*Exercise*
Write out, word for word, every line in the data below from the one containing "filename src/algs/mod.rs" to the one containing "along it. The", both of them included.

---- Input records

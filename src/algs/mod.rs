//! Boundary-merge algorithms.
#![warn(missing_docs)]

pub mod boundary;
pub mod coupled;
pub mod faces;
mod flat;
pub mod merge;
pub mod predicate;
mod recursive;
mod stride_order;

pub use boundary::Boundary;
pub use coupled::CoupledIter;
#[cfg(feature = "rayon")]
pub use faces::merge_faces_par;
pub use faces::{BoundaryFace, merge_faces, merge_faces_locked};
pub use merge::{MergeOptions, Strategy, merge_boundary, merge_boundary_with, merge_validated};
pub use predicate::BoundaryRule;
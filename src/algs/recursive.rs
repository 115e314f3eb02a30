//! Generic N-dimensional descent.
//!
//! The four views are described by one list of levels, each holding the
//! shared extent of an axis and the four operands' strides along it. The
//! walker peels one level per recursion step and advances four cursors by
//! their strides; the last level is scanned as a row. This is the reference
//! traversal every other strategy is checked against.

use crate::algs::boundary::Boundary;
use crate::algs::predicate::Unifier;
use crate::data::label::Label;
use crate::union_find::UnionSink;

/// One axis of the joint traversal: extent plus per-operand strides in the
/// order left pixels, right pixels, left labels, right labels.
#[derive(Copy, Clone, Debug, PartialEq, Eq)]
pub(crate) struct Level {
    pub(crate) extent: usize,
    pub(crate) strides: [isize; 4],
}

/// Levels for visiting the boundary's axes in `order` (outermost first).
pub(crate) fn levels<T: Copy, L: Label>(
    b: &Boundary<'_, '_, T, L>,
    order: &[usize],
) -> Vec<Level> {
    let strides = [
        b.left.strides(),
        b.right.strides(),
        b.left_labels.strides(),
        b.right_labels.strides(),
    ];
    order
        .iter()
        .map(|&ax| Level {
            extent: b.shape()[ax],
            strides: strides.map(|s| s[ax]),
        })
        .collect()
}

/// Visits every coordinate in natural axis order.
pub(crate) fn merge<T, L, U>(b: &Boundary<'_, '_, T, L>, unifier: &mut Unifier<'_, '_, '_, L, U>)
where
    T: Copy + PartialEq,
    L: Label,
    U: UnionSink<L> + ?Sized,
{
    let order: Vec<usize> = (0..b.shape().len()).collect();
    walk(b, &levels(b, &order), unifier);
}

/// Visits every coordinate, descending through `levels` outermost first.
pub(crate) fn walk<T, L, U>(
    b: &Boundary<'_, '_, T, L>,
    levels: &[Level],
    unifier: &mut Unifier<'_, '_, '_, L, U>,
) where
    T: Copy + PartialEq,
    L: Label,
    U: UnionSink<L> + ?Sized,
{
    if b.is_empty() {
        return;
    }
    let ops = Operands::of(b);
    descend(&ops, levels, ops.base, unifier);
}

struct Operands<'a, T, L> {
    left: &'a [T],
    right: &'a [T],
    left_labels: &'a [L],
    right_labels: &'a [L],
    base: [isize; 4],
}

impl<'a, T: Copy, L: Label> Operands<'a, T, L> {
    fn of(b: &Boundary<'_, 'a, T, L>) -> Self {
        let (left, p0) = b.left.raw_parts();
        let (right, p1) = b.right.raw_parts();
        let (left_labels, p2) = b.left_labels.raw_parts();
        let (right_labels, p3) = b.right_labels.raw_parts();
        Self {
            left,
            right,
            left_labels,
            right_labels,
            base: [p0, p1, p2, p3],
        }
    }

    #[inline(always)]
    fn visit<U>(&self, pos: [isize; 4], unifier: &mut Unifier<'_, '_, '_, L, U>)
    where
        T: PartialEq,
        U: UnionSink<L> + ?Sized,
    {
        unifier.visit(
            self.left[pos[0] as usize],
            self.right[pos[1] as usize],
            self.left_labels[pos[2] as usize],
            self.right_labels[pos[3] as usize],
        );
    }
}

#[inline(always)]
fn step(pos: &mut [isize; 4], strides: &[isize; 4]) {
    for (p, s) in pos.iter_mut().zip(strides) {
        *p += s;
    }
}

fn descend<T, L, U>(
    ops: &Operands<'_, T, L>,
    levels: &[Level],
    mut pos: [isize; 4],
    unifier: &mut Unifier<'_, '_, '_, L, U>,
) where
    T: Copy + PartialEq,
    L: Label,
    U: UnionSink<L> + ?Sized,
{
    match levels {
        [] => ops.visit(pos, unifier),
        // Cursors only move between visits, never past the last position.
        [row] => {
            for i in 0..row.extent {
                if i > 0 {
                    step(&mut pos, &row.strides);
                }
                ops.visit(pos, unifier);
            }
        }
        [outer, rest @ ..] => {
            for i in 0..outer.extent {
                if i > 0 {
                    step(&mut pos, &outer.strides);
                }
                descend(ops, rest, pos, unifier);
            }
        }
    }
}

--------
---- Input records

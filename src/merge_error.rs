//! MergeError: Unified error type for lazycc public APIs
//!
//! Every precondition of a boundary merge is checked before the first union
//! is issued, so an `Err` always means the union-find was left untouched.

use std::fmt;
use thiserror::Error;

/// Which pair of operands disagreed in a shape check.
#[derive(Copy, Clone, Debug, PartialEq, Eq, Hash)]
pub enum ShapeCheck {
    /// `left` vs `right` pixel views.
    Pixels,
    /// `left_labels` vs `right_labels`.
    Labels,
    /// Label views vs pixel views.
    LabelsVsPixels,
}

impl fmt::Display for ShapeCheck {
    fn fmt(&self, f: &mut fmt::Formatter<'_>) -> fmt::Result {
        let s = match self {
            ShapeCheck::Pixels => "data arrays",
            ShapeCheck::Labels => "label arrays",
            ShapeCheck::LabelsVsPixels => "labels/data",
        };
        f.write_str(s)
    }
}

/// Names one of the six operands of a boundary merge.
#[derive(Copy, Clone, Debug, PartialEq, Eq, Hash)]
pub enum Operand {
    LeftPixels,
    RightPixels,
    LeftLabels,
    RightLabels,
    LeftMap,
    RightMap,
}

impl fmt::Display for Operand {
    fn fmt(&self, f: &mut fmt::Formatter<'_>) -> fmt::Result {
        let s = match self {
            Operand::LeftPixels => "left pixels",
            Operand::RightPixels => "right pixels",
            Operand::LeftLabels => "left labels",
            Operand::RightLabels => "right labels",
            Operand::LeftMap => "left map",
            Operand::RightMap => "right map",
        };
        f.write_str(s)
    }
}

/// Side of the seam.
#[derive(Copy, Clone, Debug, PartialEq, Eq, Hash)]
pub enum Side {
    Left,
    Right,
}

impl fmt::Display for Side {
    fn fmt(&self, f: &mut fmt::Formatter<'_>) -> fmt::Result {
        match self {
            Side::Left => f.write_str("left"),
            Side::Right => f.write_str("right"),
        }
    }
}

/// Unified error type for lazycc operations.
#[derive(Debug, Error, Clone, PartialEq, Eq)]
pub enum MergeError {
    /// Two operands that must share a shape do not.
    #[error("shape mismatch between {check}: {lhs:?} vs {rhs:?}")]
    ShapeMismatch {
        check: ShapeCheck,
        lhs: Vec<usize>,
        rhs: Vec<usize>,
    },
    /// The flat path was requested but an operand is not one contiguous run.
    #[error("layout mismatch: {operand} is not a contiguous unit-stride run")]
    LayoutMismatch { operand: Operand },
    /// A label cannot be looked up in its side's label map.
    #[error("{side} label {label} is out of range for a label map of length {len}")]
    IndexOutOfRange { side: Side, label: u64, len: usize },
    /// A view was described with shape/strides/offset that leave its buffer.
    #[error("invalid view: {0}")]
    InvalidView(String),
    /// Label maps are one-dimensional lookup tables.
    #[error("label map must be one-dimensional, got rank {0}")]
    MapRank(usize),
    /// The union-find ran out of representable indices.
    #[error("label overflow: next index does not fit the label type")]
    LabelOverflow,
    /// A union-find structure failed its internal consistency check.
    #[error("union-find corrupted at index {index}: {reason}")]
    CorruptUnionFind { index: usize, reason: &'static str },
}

--------

*Finished task*
filename src/algs/mod.rs
//! Boundary-merge algorithms.
#![warn(missing_docs)]

pub mod boundary;
pub mod coupled;
pub mod faces;
mod flat;
pub mod merge;
pub mod predicate;
mod recursive;
mod stride_order;

pub use boundary::Boundary;
pub use coupled::CoupledIter;
#[cfg(feature = "rayon")]
pub use faces::merge_faces_par;
pub use faces::{BoundaryFace, merge_faces, merge_faces_locked};
pub use merge::{MergeOptions, Strategy, merge_boundary, merge_boundary_with, merge_validated};
pub use predicate::BoundaryRule;
filename src/algs/recursive.rs
repository 115e314f3eb02a30
//! Generic N-dimensional descent.
//!
//! The four views are described by one list of levels, each holding the
//! shared extent of an axis and the four operands' strides along it. The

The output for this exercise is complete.